Antidepressants are medications that help regulate the brain chemistry. Atypical depression is said to respond very well to antidepressant medication, namely to a drug called monoamine oxidase inhibitors or MAOIs, and other antidepressants (such as serotonin reuptake inhibitors or SSRIs). Many people respond well to a combination of different types of antidepressants.

Side Effects of Medication

Many drugs that treat mental health disorders have significant side effects. The common side effects of MAOI’s may include:

  • Nausea
  • Dry mouth
  • Loss of appetite
  • Diarrhea or constipation
  • Headache
  • Insomnia
  • Drowsiness
  • Lightheadedness

Side effects that are not as common may include:

  • Low blood pressure
  • A reduced sex drive
  • Muscle spasms
  • Weight gain
  • Trouble urinating
  • Paresthesia (a tingling sensation in the skin)

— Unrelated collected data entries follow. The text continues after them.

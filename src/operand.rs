//! Operands and operator descriptors handed over by the model loader.
//!
//! The store is generic over the buffer type so that the same translator
//! code drives a real wgpu device and the recording device used in tests.

use std::fmt;

use crate::error::{DispatchError, Result};
use crate::shape::Shape;

/// Small constant carried inline instead of in a device buffer.
#[derive(Debug, Clone, Copy, PartialEq)]
pub enum ScalarValue {
    Int32(i32),
    UInt32(u32),
    Float32(f32),
}

/// Payload of an operand.
#[derive(Debug, Clone)]
pub enum OperandValue<B> {
    Buffer(B),
    Scalar(ScalarValue),
}

#[derive(Debug, Clone)]
pub struct Operand<B> {
    pub id: u32,
    pub shape: Shape,
    pub value: OperandValue<B>,
}

impl<B> Operand<B> {
    pub fn buffer(&self) -> Result<&B> {
        match &self.value {
            OperandValue::Buffer(buffer) => Ok(buffer),
            OperandValue::Scalar(_) => Err(DispatchError::invalid_operand(
                self.id,
                "expected a device buffer, found a scalar",
            )),
        }
    }

    /// Read an inlined scalar as an unsigned integer.  Negative integers and
    /// non-integral floats are rejected rather than wrapped.
    pub fn scalar_u32(&self) -> Result<u32> {
        match &self.value {
            OperandValue::Scalar(ScalarValue::UInt32(v)) => Ok(*v),
            OperandValue::Scalar(ScalarValue::Int32(v)) => u32::try_from(*v)
                .map_err(|_| DispatchError::invalid_operand(self.id, format!("negative scalar {v}"))),
            OperandValue::Scalar(ScalarValue::Float32(v)) => Err(DispatchError::invalid_operand(
                self.id,
                format!("expected an integer scalar, found {v}"),
            )),
            OperandValue::Buffer(_) => Err(DispatchError::invalid_operand(
                self.id,
                "expected an inlined scalar, found a device buffer",
            )),
        }
    }
}

/// Operands of one model, indexed by their identifier.
#[derive(Debug)]
pub struct OperandStore<B> {
    operands: Vec<Operand<B>>,
}

impl<B> Default for OperandStore<B> {
    fn default() -> Self {
        OperandStore {
            operands: Vec::new(),
        }
    }
}

impl<B> OperandStore<B> {
    pub fn new() -> Self {
        Self::default()
    }

    /// Append a buffer-backed operand and return its identifier.
    pub fn add_buffer(&mut self, shape: Shape, buffer: B) -> u32 {
        self.push(shape, OperandValue::Buffer(buffer))
    }

    /// Append a 0-D scalar operand and return its identifier.
    pub fn add_scalar(&mut self, value: ScalarValue) -> u32 {
        self.push(Shape::default(), OperandValue::Scalar(value))
    }

    fn push(&mut self, shape: Shape, value: OperandValue<B>) -> u32 {
        let id = self.operands.len() as u32;
        self.operands.push(Operand { id, shape, value });
        id
    }

    pub fn get(&self, id: u32) -> Result<&Operand<B>> {
        self.operands
            .get(id as usize)
            .ok_or(DispatchError::MissingOperand(id))
    }

    /// Record the resolved shape of an output operand.
    pub fn set_shape(&mut self, id: u32, shape: Shape) -> Result<()> {
        let operand = self
            .operands
            .get_mut(id as usize)
            .ok_or(DispatchError::MissingOperand(id))?;
        operand.shape = shape;
        Ok(())
    }

    pub fn len(&self) -> usize {
        self.operands.len()
    }

    pub fn is_empty(&self) -> bool {
        self.operands.is_empty()
    }
}

/// Operator kinds the executor knows how to route.
#[derive(Debug, Clone, Copy, PartialEq, Eq, Hash)]
pub enum OperationType {
    Conv2d,
    /// Any kind without a GPU translator, kept by its raw tag.
    Other(u32),
}

impl fmt::Display for OperationType {
    fn fmt(&self, f: &mut fmt::Formatter<'_>) -> fmt::Result {
        match self {
            OperationType::Conv2d => write!(f, "CONV_2D"),
            OperationType::Other(tag) => write!(f, "operation #{tag}"),
        }
    }
}

/// An operator as described by the model: its kind and operand lists.
#[derive(Debug, Clone, PartialEq, Eq)]
pub struct Operation {
    pub kind: OperationType,
    pub inputs: Vec<u32>,
    pub outputs: Vec<u32>,
}

impl Operation {
    pub fn new(kind: OperationType, inputs: Vec<u32>, outputs: Vec<u32>) -> Self {
        Operation {
            kind,
            inputs,
            outputs,
        }
    }
}
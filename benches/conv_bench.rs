//! Criterion benchmarks comparing GPU and host convolution.
//!
//! To run the benchmarks use `cargo bench`.  The GPU bench reuses one
//! translator, so after the first iteration it measures binding, the
//! partitioned submissions and their blocking waits, but not pipeline
//! compilation.

use std::sync::Arc;

use criterion::{criterion_group, criterion_main, Criterion};
use rand::{rngs::StdRng, Rng, SeedableRng};
use wgpu::BufferUsages;

use gpgpu_dispatch::{
    conv2d_host, ConvTranslator, GpuBuffer, GpuContext, KernelBlob, OperandStore, Operation, OperationType,
    ScalarValue, Shape, TuningConfig,
};

fn conv_benchmark(c: &mut Criterion) {
    let _ = env_logger::try_init();
    // Establish a single GPU context up front so that device creation is
    // not included in the benchmark.
    let context = Arc::new(GpuContext::new_blocking().expect("failed to initialise GPU context"));

    let input_shape = Shape::new(1, 64, 64, 4);
    let filter_shape = Shape::new(16, 3, 3, 4);
    let mut rng = StdRng::seed_from_u64(7);
    let input: Vec<f32> = (0..input_shape.element_count()).map(|_| rng.gen_range(-1.0..1.0)).collect();
    let filter: Vec<f32> = (0..filter_shape.element_count()).map(|_| rng.gen_range(-1.0..1.0)).collect();
    let bias: Vec<f32> = (0..16).map(|_| rng.gen_range(-1.0..1.0)).collect();

    let mut store = OperandStore::new();
    let i = store.add_buffer(input_shape, GpuBuffer::from_slice(&context, &input, BufferUsages::empty()));
    let f = store.add_buffer(filter_shape, GpuBuffer::from_slice(&context, &filter, BufferUsages::empty()));
    let b = store.add_buffer(Shape::new(1, 1, 1, 16), GpuBuffer::from_slice(&context, &bias, BufferUsages::empty()));
    let same = store.add_scalar(ScalarValue::UInt32(1));
    let stride = store.add_scalar(ScalarValue::UInt32(1));
    let relu = store.add_scalar(ScalarValue::UInt32(1));
    let o = store.add_buffer(
        Shape::new(1, 64, 64, 16),
        GpuBuffer::new_output(&context, 64 * 64 * 16, BufferUsages::empty()),
    );
    let op = Operation::new(OperationType::Conv2d, vec![i, f, b, same, stride, stride, relu], vec![o]);

    let mut conv = ConvTranslator::new(context.clone(), "bench_conv", KernelBlob::conv2d(), TuningConfig::default());
    let (geometry, _) = conv.prepare(&op, &store).expect("invalid benchmark model");

    c.bench_function("gpu conv2d 64x64x4 -> 16", |bencher| {
        bencher.iter(|| {
            conv.execute(&op, &mut store).expect("dispatch failed");
        });
    });
    c.bench_function("host conv2d 64x64x4 -> 16", |bencher| {
        bencher.iter(|| conv2d_host(&geometry, &input, &filter, &bias));
    });
}

criterion_group!(benches, conv_benchmark);
criterion_main!(benches);
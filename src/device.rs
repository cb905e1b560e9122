//! The thin interface through which the dispatch engine drives a GPU.
//!
//! Everything below pipeline and command-buffer granularity (instances,
//! adapters, allocators) stays behind this trait.  [`crate::GpuContext`]
//! implements it on top of wgpu.

use std::borrow::Cow;

use crate::config::DeviceLimits;
use crate::error::Result;
use crate::payload::{PushPayload, SpecializationPayload};

/// Encoding of a precompiled compute kernel.
#[derive(Debug, Clone)]
pub enum KernelSource {
    /// SPIR-V words as raw bytes; the length must be a multiple of four.
    SpirV(Cow<'static, [u8]>),
    Wgsl(Cow<'static, str>),
}

/// An opaque compute kernel.  The engine never looks inside; it only hands
/// the blob to pipeline creation.
#[derive(Debug, Clone)]
pub struct KernelBlob {
    pub label: &'static str,
    pub entry_point: &'static str,
    pub source: KernelSource,
}

impl KernelBlob {
    pub fn spirv(label: &'static str, entry_point: &'static str, bytes: impl Into<Cow<'static, [u8]>>) -> Self {
        KernelBlob {
            label,
            entry_point,
            source: KernelSource::SpirV(bytes.into()),
        }
    }

    pub fn wgsl(label: &'static str, entry_point: &'static str, text: impl Into<Cow<'static, str>>) -> Self {
        KernelBlob {
            label,
            entry_point,
            source: KernelSource::Wgsl(text.into()),
        }
    }

    /// NHWC convolution kernel shipped with the crate.  Filters are laid
    /// out as `[out_channels, height, width, in_channels]`.
    pub fn conv2d() -> Self {
        Self::wgsl("conv2d", "main", include_str!("shaders/conv2d.wgsl"))
    }

    pub fn len(&self) -> usize {
        match &self.source {
            KernelSource::SpirV(bytes) => bytes.len(),
            KernelSource::Wgsl(text) => text.len(),
        }
    }

    pub fn is_empty(&self) -> bool {
        self.len() == 0
    }
}

/// Pipeline-level operations of a compute API.
///
/// Each operator instance owns one layout and one pipeline; bindings are
/// recreated per invocation.  `submit_and_wait` must not return before the
/// GPU has finished the submission.
pub trait ComputeDevice {
    type Buffer;
    type Layout;
    type Pipeline;
    type Bindings;

    fn limits(&self) -> DeviceLimits;

    /// Number of elements `buffer` can hold.
    fn buffer_len(&self, buffer: &Self::Buffer) -> usize;

    /// Allocate the binding layout for `operand_count` storage buffers plus
    /// the per-submission push block.
    fn create_layout(&self, label: &str, operand_count: usize) -> Result<Self::Layout>;

    fn create_pipeline(
        &self,
        layout: &Self::Layout,
        kernel: &KernelBlob,
        payload: &SpecializationPayload,
    ) -> Result<Self::Pipeline>;

    /// Attach operand buffers to slots `0..buffers.len()`.
    fn bind(&self, layout: &Self::Layout, buffers: &[&Self::Buffer]) -> Result<Self::Bindings>;

    /// Record one dispatch of `groups`, submit it and block until it has
    /// completed.
    fn submit_and_wait(
        &self,
        pipeline: &Self::Pipeline,
        bindings: &Self::Bindings,
        push: &PushPayload,
        groups: [u32; 3],
    ) -> Result<()>;
}

#[cfg(test)]
pub(crate) mod recording {
    //! A device that records calls instead of talking to a GPU.

    use std::cell::{Cell, RefCell};
    use std::collections::HashMap;

    use super::*;
    use crate::error::DispatchError;

    #[derive(Debug, Clone, PartialEq)]
    pub enum Event {
        CreateLayout { operand_count: usize },
        CreatePipeline { payload: SpecializationPayload },
        Bind { buffers: Vec<u32> },
        Submit { push: PushPayload, groups: [u32; 3] },
    }

    #[derive(Debug, Default)]
    pub struct RecordingDevice {
        pub limits: Option<DeviceLimits>,
        pub events: RefCell<Vec<Event>>,
        pub fail_pipeline: Cell<bool>,
        pub fail_submit_at: Cell<Option<usize>>,
        /// Element counts of buffer ids; ids without an entry are unbounded.
        pub buffer_lens: RefCell<HashMap<u32, usize>>,
        submits: Cell<usize>,
    }

    impl RecordingDevice {
        pub fn with_limits(limits: DeviceLimits) -> Self {
            RecordingDevice {
                limits: Some(limits),
                ..Default::default()
            }
        }

        pub fn set_buffer_len(&self, id: u32, len: usize) {
            self.buffer_lens.borrow_mut().insert(id, len);
        }

        pub fn count(&self, pred: impl Fn(&Event) -> bool) -> usize {
            self.events.borrow().iter().filter(|e| pred(e)).count()
        }

        pub fn pipelines_built(&self) -> usize {
            self.count(|e| matches!(e, Event::CreatePipeline { .. }))
        }

        pub fn submissions(&self) -> Vec<(PushPayload, [u32; 3])> {
            self.events
                .borrow()
                .iter()
                .filter_map(|e| match e {
                    Event::Submit { push, groups } => Some((*push, *groups)),
                    _ => None,
                })
                .collect()
        }
    }

    impl ComputeDevice for RecordingDevice {
        type Buffer = u32;
        type Layout = usize;
        type Pipeline = SpecializationPayload;
        type Bindings = Vec<u32>;

        fn limits(&self) -> DeviceLimits {
            self.limits.unwrap_or_default()
        }

        fn buffer_len(&self, buffer: &u32) -> usize {
            self.buffer_lens.borrow().get(buffer).copied().unwrap_or(usize::MAX)
        }

        fn create_layout(&self, _label: &str, operand_count: usize) -> Result<usize> {
            self.events
                .borrow_mut()
                .push(Event::CreateLayout { operand_count });
            Ok(operand_count)
        }

        fn create_pipeline(
            &self,
            _layout: &usize,
            _kernel: &KernelBlob,
            payload: &SpecializationPayload,
        ) -> Result<SpecializationPayload> {
            if self.fail_pipeline.get() {
                return Err(DispatchError::ResourceCreation {
                    stage: "compute pipeline",
                    message: "injected failure".into(),
                });
            }
            self.events
                .borrow_mut()
                .push(Event::CreatePipeline { payload: *payload });
            Ok(*payload)
        }

        fn bind(&self, layout: &usize, buffers: &[&u32]) -> Result<Vec<u32>> {
            assert_eq!(*layout, buffers.len());
            let ids: Vec<u32> = buffers.iter().map(|b| **b).collect();
            self.events
                .borrow_mut()
                .push(Event::Bind { buffers: ids.clone() });
            Ok(ids)
        }

        fn submit_and_wait(
            &self,
            _pipeline: &SpecializationPayload,
            _bindings: &Vec<u32>,
            push: &PushPayload,
            groups: [u32; 3],
        ) -> Result<()> {
            let index = self.submits.get();
            self.submits.set(index + 1);
            if self.fail_submit_at.get() == Some(index) {
                return Err(DispatchError::Execution("injected device fault".into()));
            }
            self.events.borrow_mut().push(Event::Submit {
                push: *push,
                groups,
            });
            Ok(())
        }
    }
}
//! CONV_2D translation: operands in, partitioned dispatches out.
//!
//! Operand layout (NHWC tensors, filters `[out_c, h, w, in_c]`):
//!
//! | index | explicit form (10)  | implicit form (7) |
//! |-------|---------------------|-------------------|
//! | 0     | input               | input             |
//! | 1     | filter              | filter            |
//! | 2     | bias `[out_c]`      | bias              |
//! | 3     | pad left            | padding code      |
//! | 4     | pad right           | stride width      |
//! | 5     | pad top             | stride height     |
//! | 6     | pad bottom          | activation        |
//! | 7     | stride width        |                   |
//! | 8     | stride height       |                   |
//! | 9     | activation          |                   |

use std::sync::Arc;

use crate::backend::{DispatchBackend, PipelineStatus};
use crate::config::TuningConfig;
use crate::device::{ComputeDevice, KernelBlob};
use crate::dispatch::DispatchPlan;
use crate::error::{DispatchError, Result, ShapeError};
use crate::operand::{OperandStore, Operation, OperationType};
use crate::padding::{self, AxisPadding, PaddingScheme};
use crate::payload::{conv_local_size, SpecializationPayload};
use crate::shape::Shape;

/// Buffers bound per dispatch: input, filter, bias, output.
pub const CONV_OPERAND_COUNT: usize = 4;
pub const EXPLICIT_PADDING_ARITY: usize = 10;
pub const IMPLICIT_PADDING_ARITY: usize = 7;

const OPERATION: &str = "CONV_2D";

/// Activation fused into the convolution output.
#[derive(Debug, Clone, Copy, PartialEq, Eq, Default)]
pub enum Activation {
    #[default]
    None = 0,
    Relu = 1,
    /// Clamp to `[-1, 1]`.
    Relu1 = 2,
    Relu6 = 3,
}
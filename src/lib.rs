//! Offload neural-network operators to the GPU through
//! [wgpu](https://github.com/gfx-rs/wgpu) compute pipelines.
//!
//! An inference runtime hands over one operator at a time: its kind, the
//! operand identifiers it reads and writes, and an [`OperandStore`] holding
//! shapes, device buffers and inlined scalar parameters.  The engine
//! resolves output shapes and padding, specialises a precompiled kernel
//! for the operator's exact geometry, compiles it once per operator
//! instance, and issues as many dispatches as the device's group-count
//! limits require.  Execution is synchronous: every submission is waited
//! on before the next one is recorded, and an operator only reports
//! success once its output buffer has been written.
//!
//! The GPU is reached through the [`ComputeDevice`] trait, implemented for
//! [`GpuContext`].

pub mod backend;
pub mod buffer;
pub mod compute;
pub mod config;
pub mod context;
pub mod conv;
pub mod device;
pub mod dispatch;
pub mod error;
pub mod executor;
pub mod operand;
pub mod padding;
pub mod payload;
pub mod shape;

// Re-export the most common types at the crate root so that users can
// simply `use gpgpu_dispatch::*;`.
pub use backend::{DispatchBackend, PipelineStatus};
pub use buffer::GpuBuffer;
pub use config::{DeviceLimits, TuningConfig};
pub use context::GpuContext;
pub use conv::{conv2d_host, Activation, ConvGeometry, ConvParams, ConvSummary, ConvTranslator};
pub use device::{ComputeDevice, KernelBlob, KernelSource};
pub use dispatch::{DispatchPlan, Partition};
pub use error::{DispatchError, ErrorKind, Result, ShapeError};
pub use executor::GpuExecutor;
pub use operand::{Operand, OperandStore, OperandValue, Operation, OperationType, ScalarValue};
pub use padding::{AxisPadding, PaddingScheme};
pub use payload::{PushPayload, SpecializationPayload};
pub use shape::{Shape, ShapeIdx};
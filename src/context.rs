//! GPU context initialization.
//!
//! This module provides a thin wrapper around wgpu's instance, adapter,
//! device and queue objects.  The `new_blocking` constructor hides the
//! asynchronous nature of requesting an adapter and device by using the
//! [`pollster`] crate.

use wgpu::{Adapter, Device, Instance, Queue};

use crate::error::{DispatchError, Result};

/// A GPU context encapsulates all state needed to submit compute work.
///
/// Operator translators share one context through an `Arc`; each
/// translator still owns its own pipeline and binding layout.
pub struct GpuContext {
    pub instance: Instance,
    /// The physical device selected for computation.  Its limits decide
    /// how large a single dispatch may be.
    pub adapter: Adapter,
    /// Logical device used to create resources and command encoders.
    pub device: Device,
    /// Command submission queue used to send recorded command buffers
    /// to the GPU.
    pub queue: Queue,
}

impl GpuContext {
    /// Create a new GPU context synchronously.
    ///
    /// Blocks the current thread while the adapter and device requests
    /// complete.  See [`Self::new_async`] for the asynchronous variant.
    pub fn new_blocking() -> Result<Self> {
        pollster::block_on(Self::new_async())
    }

    /// Create a new GPU context asynchronously.
    pub async fn new_async() -> Result<Self> {
        let instance = Instance::new(&wgpu::InstanceDescriptor::default());
        let adapter = instance
            .request_adapter(&wgpu::RequestAdapterOptions::default())
            .await
            .map_err(|e| DispatchError::Device(format!("unable to find a suitable GPU adapter: {e}")))?;
        // Downlevel devices may not support compute on all backends;
        // abort early if unsupported.
        let capabilities = adapter.get_downlevel_capabilities();
        if !capabilities.flags.contains(wgpu::DownlevelFlags::COMPUTE_SHADERS) {
            return Err(DispatchError::Device(
                "selected adapter does not support compute shaders".into(),
            ));
        }
        // Downlevel limits match the reference profile: 65535 groups per
        // axis and four storage buffers per stage, enough for
        // input/filter/bias/output.
        let (device, queue) = adapter
            .request_device(&wgpu::DeviceDescriptor {
                label: Some("gpgpu_dispatch_device"),
                required_features: wgpu::Features::empty(),
                required_limits: wgpu::Limits::downlevel_defaults(),
                memory_hints: wgpu::MemoryHints::MemoryUsage,
                trace: wgpu::Trace::Off,
            })
            .await
            .map_err(|e| DispatchError::Device(format!("failed to create GPU device: {e}")))?;

        let info = adapter.get_info();
        log::info!("using {} ({:?})", info.name, info.backend);

        Ok(Self {
            instance,
            adapter,
            device,
            queue,
        })
    }
}
//! Four-dimensional NHWC tensor shapes.

use std::fmt;
use std::ops::{Index, IndexMut};

/// Named axes of a [`Shape`].
#[derive(Debug, Clone, Copy, PartialEq, Eq)]
pub enum ShapeIdx {
    Batch = 0,
    Height = 1,
    Width = 2,
    Channel = 3,
}

/// Ordered `(batch, height, width, channel)` dimensions.
///
/// A zero dimension marks a shape that has not been resolved yet; output
/// operands are usually created that way and filled in by the translator.
/// Filters reuse the same layout as `(out_channels, height, width,
/// in_channels)`.
#[derive(Debug, Clone, Copy, PartialEq, Eq, Hash, Default)]
pub struct Shape([u32; 4]);

impl Shape {
    pub const fn new(batch: u32, height: u32, width: u32, channel: u32) -> Self {
        Shape([batch, height, width, channel])
    }

    /// A shape whose dimensions are all still unknown.
    pub const fn unresolved() -> Self {
        Shape([0; 4])
    }

    pub fn batch(&self) -> u32 {
        self[ShapeIdx::Batch]
    }

    pub fn height(&self) -> u32 {
        self[ShapeIdx::Height]
    }

    pub fn width(&self) -> u32 {
        self[ShapeIdx::Width]
    }

    pub fn channels(&self) -> u32 {
        self[ShapeIdx::Channel]
    }

    pub fn is_resolved(&self) -> bool {
        self.0.iter().all(|&d| d > 0)
    }

    /// Total number of elements, widened so large activations do not wrap.
    pub fn element_count(&self) -> u64 {
        self.0.iter().map(|&d| d as u64).product()
    }

    pub fn dims(&self) -> [u32; 4] {
        self.0
    }
}

impl Index<ShapeIdx> for Shape {
    type Output = u32;

    fn index(&self, idx: ShapeIdx) -> &u32 {
        &self.0[idx as usize]
    }
}

impl IndexMut<ShapeIdx> for Shape {
    fn index_mut(&mut self, idx: ShapeIdx) -> &mut u32 {
        &mut self.0[idx as usize]
    }
}

impl From<[u32; 4]> for Shape {
    fn from(dims: [u32; 4]) -> Self {
        Shape(dims)
    }
}

impl fmt::Display for Shape {
    fn fmt(&self, f: &mut fmt::Formatter<'_>) -> fmt::Result {
        let [n, h, w, c] = self.0;
        write!(f, "({n}, {h}, {w}, {c})")
    }
}
use std::path::{Path, PathBuf};
use std::time::Duration;

use anyhow::{anyhow, Result};
use async_trait::async_trait;

const FETCH_TIMEOUT: Duration = Duration::from_secs(8);
const ALLOWED_IMAGE_EXT: [&str; 5] = ["jpg", "jpeg", "png", "gif", "webp"];
const PUBLIC_PREFIX: &str = "/static/uploads";

#[async_trait]
pub trait CoverFetcher: Send + Sync {
    async fn fetch(&self, url: &str) -> Result<Vec<u8>>;
}

pub struct HttpCoverFetcher {
    client: reqwest::Client,
}

impl HttpCoverFetcher {
    pub fn new() -> Self {
        let client = reqwest::Client::builder()
            .timeout(FETCH_TIMEOUT)
            .build()
            .expect("error building HTTP client");
        Self { client }
    }
}

impl Default for HttpCoverFetcher {
    fn default() -> Self {
        Self::new()
    }
}

#[async_trait]
impl CoverFetcher for HttpCoverFetcher {
    async fn fetch(&self, url: &str) -> Result<Vec<u8>> {
        let resp = self.client.get(url).send().await?;
        if !resp.status().is_success() {
            return Err(anyhow!("cover fetch {url}: status {}", resp.status()));
        }
        let body = resp.bytes().await?;
        if body.is_empty() {
            return Err(anyhow!("cover fetch {url}: empty body"));
        }
        Ok(body.to_vec())
    }
}

/// Downloads external cover images into the uploads directory so they are
/// served locally from then on. Strictly best effort: any failure keeps
/// the original URL and is never surfaced to the list request.
pub struct CoverCache {
    dir: PathBuf,
    fetcher: Box<dyn CoverFetcher>,
}

impl CoverCache {
    pub fn new(dir: impl Into<PathBuf>, fetcher: Box<dyn CoverFetcher>) -> Self {
        Self { dir: dir.into(), fetcher }
    }

    /// If `url` is an external absolute URL, fetch it once and return the
    /// local public path. `None` means "keep whatever reference you had".
    pub async fn localize(&self, url: &str) -> Option<String> {
        let url = url.trim();
        if !(url.starts_with("http://") || url.starts_with("https://")) {
            return None;
        }
        let body = match self.fetcher.fetch(url).await {
            Ok(b) => b,
            Err(e) => {
                eprintln!("cover fetch failed: {e}");
                return None;
            }
        };
        if let Err(e) = std::fs::create_dir_all(&self.dir) {
            eprintln!("cannot create uploads dir {}: {e}", self.dir.display());
            return None;
        }
        let (path, name) = unused_destination(&self.dir, &derive_name(url));
        match std::fs::write(&path, &body) {
            Ok(()) => Some(format!("{PUBLIC_PREFIX}/{name}")),
            Err(e) => {
                eprintln!("cannot write cover {}: {e}", path.display());
                None
            }
        }
    }
}

/// Filename from the URL's last path segment, sanitized, forced to a
/// known image extension.
fn derive_name(url: &str) -> String {
    let tail = url.split(['?', '#']).next().unwrap_or(url);
    let raw = tail.rsplit('/').next().unwrap_or("");
    let mut name: String = raw
        .chars()
        .filter(|c| c.is_ascii_alphanumeric() || matches!(c, '.' | '-' | '_'))
        .collect();
    if name.trim_matches('.').is_empty() {
        name = "cover".to_string();
    }
    let ext = name
        .rsplit_once('.')
        .map(|(_, e)| e.to_ascii_lowercase())
        .unwrap_or_default();
    if !ALLOWED_IMAGE_EXT.contains(&ext.as_str()) {
        name.push_str(".jpg");
    }
    name
}

/// Appends _1, _2, ... to the stem until the destination name is unused.
fn unused_destination(dir: &Path, name: &str) -> (PathBuf, String) {
    let (stem, ext) = match name.rsplit_once('.') {
        Some((s, e)) => (s.to_string(), e.to_string()),
        None => (name.to_string(), "jpg".to_string()),
    };
    let mut candidate = name.to_string();
    let mut path = dir.join(&candidate);
    let mut i = 1;
    while path.exists() {
        candidate = format!("{stem}_{i}.{ext}");
        path = dir.join(&candidate);
        i += 1;
    }
    (path, candidate)
}

#[cfg(test)]
mod tests {
    use super::*;

    #[test]
    fn derive_name_keeps_plain_filenames() {
        assert_eq!(derive_name("http://example.com/a.jpg"), "a.jpg");
        assert_eq!(derive_name("https://cdn.example.com/img/book-1.webp"), "book-1.webp");
    }

    #[test]
    fn derive_name_strips_query_and_forces_extension() {
        assert_eq!(derive_name("http://example.com/a.jpg?size=large"), "a.jpg");
        assert_eq!(derive_name("http://example.com/cover.php"), "cover.php.jpg");
        assert_eq!(derive_name("http://example.com/"), "cover.jpg");
    }
}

The good news about side effects from antidepressants is that they often improve after you have taken the medication for a while. It’s important to discuss any side effects with the prescribing health care provider. Your doctor may change your prescription if the side effects don’t subside in a timely manner.

Psychotherapy

Psychotherapy, also referred to sometimes as “talk therapy,” involves having a conversation with a mental health professional (such as a counselor or a therapist) about your symptoms and any problems you may be having. Psychotherapy has been found to be highly effective in those with atypical depression.

Coping

Treatment for atypical depression usually involves helping a person with the condition to learn better ways of coping, these may including:

  • How to notice unhealthy thoughts or behaviors and how to make changes once these patterns are identified.
  • How to cope with various problems by implementing problem-solving processes?
  • How to deal with troubling relationships and experiences
  • How to set (and attain) realistic goals?
  • How to lessen depressive symptoms
  • How to implement healthy lifestyle changes (such as quitting drugs or alcohol)

A Word From Verywell

With an accurate diagnosis and proper treatment, most people can learn to live with atypical depression, and many get relief from their symptoms. If you have symptoms of atypical depression, be sure to talk to your primary doctor; don’t be afraid to ask for a referral to a mental health professional to get a thorough evaluation/diagnostic assessment. This is the first step to being proactive about your mental health.